- Input for this task -
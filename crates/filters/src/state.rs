use serde::{Deserialize, Serialize};

/// Session-scoped record of whether filtering is active and which values were
/// last submitted.
///
/// Lifecycle is one user session: the state survives across render cycles and
/// is mutated only by the two user actions, "Apply Filters" ([`Self::apply`])
/// and "Clear Filters" ([`Self::clear`]). Every other access is a read.
///
/// Invariant: while `applied` is false the stored selections are invisible,
/// and the accessors return `None` no matter what was submitted earlier. Callers
/// must go through [`Self::country`] / [`Self::category`] rather than reading
/// fields, which is why the fields are private.
#[derive(Debug, Clone, Default, PartialEq, Serialize, Deserialize)]
pub struct FilterState {
    applied: bool,
    country: Option<String>,
    category: Option<String>,
}

impl FilterState {
    /// The "Apply Filters" action: stores both selections verbatim (including
    /// absent ones) and marks the state as applied.
    ///
    /// No validation happens here. A selection that no longer matches the
    /// current data simply yields a zero-row filtered view downstream.
    pub fn apply(&mut self, country: Option<String>, category: Option<String>) {
        self.applied = true;
        self.country = country;
        self.category = category;
    }

    /// The "Clear Filters" action: back to the defaults, showing everything.
    pub fn clear(&mut self) {
        *self = Self::default();
    }

    pub fn is_applied(&self) -> bool {
        self.applied
    }

    /// The active country selection, or `None` when filters are not applied.
    pub fn country(&self) -> Option<&str> {
        if self.applied { self.country.as_deref() } else { None }
    }

    /// The active category selection, or `None` when filters are not applied.
    pub fn category(&self) -> Option<&str> {
        if self.applied { self.category.as_deref() } else { None }
    }
}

- What to work on -
Begin at the first line of the entries above and copy every line exactly, ending with the line that contains "is mutated only".

- Answer to the exercise -
filename crates/filters/src/state.rs
use serde::{Deserialize, Serialize};

/// Session-scoped record of whether filtering is active and which values were
/// last submitted.
///
/// Lifecycle is one user session: the state survives across render cycles and
/// is mutated only by the two user actions, "Apply Filters" ([`Self::apply`])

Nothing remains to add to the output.